Goal of the exercise
Look through the material below. Copy every line with the string "overridden" in it.

== Available data ==

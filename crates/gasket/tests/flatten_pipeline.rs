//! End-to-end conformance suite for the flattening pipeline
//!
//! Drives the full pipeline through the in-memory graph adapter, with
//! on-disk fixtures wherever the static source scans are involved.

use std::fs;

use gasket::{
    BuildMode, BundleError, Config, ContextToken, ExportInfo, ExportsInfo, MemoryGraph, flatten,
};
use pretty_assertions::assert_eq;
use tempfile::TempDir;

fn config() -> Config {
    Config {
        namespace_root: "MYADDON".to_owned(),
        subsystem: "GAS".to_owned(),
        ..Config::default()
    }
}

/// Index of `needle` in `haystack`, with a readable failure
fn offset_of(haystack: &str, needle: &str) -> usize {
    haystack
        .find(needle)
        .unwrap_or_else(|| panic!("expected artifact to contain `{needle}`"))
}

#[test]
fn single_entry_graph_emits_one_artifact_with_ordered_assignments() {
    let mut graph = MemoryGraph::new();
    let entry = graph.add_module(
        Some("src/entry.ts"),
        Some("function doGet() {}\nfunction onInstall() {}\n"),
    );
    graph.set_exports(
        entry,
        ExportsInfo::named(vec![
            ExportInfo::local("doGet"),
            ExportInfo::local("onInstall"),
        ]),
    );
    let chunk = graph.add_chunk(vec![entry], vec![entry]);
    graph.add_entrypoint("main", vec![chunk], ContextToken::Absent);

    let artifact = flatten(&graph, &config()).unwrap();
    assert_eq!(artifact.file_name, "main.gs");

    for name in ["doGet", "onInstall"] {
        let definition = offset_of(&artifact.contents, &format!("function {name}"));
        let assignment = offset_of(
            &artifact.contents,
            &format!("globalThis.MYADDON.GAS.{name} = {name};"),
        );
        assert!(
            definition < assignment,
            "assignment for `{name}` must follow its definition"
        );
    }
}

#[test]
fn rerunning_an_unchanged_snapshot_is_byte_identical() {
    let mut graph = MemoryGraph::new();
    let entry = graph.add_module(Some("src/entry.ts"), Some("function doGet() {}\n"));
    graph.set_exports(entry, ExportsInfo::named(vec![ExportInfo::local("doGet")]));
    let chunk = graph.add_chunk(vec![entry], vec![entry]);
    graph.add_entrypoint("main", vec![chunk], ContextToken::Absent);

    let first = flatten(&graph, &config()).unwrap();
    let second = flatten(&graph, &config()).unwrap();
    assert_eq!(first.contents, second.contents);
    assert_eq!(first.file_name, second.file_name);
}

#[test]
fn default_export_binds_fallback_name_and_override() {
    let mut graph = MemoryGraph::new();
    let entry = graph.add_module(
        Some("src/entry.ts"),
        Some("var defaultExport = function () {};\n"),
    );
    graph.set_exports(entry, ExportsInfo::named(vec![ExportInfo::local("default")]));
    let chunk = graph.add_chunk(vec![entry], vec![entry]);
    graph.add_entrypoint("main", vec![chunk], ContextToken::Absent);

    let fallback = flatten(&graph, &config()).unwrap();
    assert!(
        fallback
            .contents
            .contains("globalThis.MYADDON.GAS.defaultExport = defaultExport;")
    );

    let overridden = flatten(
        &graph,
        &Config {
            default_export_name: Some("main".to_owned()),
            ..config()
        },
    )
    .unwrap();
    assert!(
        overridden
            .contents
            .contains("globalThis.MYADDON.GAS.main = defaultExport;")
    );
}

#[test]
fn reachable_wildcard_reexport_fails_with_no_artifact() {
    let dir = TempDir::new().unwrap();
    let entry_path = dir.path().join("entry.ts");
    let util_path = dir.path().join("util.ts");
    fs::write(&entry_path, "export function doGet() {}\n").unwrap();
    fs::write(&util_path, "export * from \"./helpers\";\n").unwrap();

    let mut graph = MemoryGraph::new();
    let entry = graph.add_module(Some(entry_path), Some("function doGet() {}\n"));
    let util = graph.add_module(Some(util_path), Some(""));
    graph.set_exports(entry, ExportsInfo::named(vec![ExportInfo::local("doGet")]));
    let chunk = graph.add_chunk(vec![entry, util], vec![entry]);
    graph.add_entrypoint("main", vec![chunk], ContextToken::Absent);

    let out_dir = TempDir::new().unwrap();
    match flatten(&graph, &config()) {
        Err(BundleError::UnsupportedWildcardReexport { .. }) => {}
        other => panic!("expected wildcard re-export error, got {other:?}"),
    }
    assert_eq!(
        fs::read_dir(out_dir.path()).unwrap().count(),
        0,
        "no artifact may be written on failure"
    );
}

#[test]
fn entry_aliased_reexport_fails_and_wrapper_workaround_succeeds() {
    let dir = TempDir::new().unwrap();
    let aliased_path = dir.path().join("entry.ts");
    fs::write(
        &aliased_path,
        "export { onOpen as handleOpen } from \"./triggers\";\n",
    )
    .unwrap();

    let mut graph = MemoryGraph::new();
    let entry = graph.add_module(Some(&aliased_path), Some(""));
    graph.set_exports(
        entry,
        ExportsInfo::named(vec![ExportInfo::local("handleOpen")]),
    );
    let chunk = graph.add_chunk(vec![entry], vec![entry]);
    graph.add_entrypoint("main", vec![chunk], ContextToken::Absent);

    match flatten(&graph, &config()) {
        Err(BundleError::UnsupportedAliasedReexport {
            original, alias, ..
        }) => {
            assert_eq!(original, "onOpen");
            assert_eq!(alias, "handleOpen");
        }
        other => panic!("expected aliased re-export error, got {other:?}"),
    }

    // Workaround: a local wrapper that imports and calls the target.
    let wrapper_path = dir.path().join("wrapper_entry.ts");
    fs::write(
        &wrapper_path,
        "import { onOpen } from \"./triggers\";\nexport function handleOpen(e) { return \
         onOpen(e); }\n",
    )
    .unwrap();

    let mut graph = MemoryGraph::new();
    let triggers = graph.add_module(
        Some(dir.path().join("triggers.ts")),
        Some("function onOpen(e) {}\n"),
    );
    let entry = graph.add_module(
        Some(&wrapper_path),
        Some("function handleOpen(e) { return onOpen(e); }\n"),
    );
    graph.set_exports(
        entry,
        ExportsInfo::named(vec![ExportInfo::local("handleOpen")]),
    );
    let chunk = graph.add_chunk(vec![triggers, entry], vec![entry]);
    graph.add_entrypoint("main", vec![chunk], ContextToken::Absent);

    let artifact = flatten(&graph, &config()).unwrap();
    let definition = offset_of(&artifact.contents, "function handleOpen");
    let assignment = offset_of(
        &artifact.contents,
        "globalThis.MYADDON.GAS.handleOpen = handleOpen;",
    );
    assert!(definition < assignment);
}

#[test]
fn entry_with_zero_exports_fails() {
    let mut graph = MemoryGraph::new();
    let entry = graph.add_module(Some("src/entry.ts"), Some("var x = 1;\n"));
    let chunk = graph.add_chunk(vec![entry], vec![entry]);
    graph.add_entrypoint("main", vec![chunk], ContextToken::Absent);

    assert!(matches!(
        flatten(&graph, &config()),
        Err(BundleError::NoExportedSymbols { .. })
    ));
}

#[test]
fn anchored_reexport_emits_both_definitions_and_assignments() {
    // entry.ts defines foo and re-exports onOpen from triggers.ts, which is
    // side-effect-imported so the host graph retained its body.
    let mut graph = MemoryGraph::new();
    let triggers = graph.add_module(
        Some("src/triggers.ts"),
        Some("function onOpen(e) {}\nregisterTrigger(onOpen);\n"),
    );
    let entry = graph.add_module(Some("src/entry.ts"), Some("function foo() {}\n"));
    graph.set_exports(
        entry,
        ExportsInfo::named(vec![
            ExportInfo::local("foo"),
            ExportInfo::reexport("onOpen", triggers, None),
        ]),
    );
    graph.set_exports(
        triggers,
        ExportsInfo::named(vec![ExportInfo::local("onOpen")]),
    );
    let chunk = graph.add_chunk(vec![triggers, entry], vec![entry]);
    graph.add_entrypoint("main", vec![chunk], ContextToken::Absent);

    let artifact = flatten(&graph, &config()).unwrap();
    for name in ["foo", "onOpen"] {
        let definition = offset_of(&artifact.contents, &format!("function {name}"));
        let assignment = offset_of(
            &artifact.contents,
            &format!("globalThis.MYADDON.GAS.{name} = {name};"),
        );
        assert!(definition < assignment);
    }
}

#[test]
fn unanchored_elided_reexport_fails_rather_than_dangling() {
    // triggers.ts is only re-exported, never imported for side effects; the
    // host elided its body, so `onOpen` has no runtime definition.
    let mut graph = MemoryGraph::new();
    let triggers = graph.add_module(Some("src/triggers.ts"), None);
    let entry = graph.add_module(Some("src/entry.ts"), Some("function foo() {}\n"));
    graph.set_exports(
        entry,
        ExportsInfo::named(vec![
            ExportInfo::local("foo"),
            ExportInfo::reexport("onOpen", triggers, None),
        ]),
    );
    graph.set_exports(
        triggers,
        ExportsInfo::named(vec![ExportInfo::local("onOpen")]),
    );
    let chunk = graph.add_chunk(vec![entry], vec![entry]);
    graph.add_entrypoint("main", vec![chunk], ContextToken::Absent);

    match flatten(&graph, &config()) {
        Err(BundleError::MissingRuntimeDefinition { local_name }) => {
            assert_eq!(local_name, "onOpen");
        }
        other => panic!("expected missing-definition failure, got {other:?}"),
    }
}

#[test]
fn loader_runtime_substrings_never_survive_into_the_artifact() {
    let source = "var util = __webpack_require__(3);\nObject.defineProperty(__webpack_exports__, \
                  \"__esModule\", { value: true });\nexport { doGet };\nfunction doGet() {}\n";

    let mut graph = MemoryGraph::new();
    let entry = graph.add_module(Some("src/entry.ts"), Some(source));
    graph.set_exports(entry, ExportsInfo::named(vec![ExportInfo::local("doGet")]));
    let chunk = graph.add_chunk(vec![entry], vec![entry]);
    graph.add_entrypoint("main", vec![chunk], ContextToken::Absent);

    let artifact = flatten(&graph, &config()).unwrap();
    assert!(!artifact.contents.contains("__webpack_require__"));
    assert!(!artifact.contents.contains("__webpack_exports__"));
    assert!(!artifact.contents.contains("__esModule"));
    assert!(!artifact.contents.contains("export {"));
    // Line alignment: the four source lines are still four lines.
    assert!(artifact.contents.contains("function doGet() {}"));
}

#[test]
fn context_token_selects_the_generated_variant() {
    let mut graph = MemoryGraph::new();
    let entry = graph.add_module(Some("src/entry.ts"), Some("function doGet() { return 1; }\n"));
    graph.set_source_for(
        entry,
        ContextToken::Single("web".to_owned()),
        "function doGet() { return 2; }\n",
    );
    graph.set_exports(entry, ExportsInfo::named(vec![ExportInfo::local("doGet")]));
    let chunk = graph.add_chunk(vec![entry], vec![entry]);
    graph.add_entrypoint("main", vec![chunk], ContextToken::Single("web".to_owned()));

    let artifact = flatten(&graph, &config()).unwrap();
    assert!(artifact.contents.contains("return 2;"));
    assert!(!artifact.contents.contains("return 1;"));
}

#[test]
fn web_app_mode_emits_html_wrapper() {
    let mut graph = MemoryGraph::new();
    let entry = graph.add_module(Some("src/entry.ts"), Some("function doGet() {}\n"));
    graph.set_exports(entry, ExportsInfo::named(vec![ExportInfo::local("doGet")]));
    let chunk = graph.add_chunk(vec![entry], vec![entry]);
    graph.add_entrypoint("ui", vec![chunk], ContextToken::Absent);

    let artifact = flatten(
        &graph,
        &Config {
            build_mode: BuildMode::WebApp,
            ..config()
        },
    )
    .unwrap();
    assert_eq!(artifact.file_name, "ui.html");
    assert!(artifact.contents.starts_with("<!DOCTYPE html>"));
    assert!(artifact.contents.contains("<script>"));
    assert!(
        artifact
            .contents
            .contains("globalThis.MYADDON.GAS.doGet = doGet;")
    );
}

===

Solution
    let overridden = flatten(
        overridden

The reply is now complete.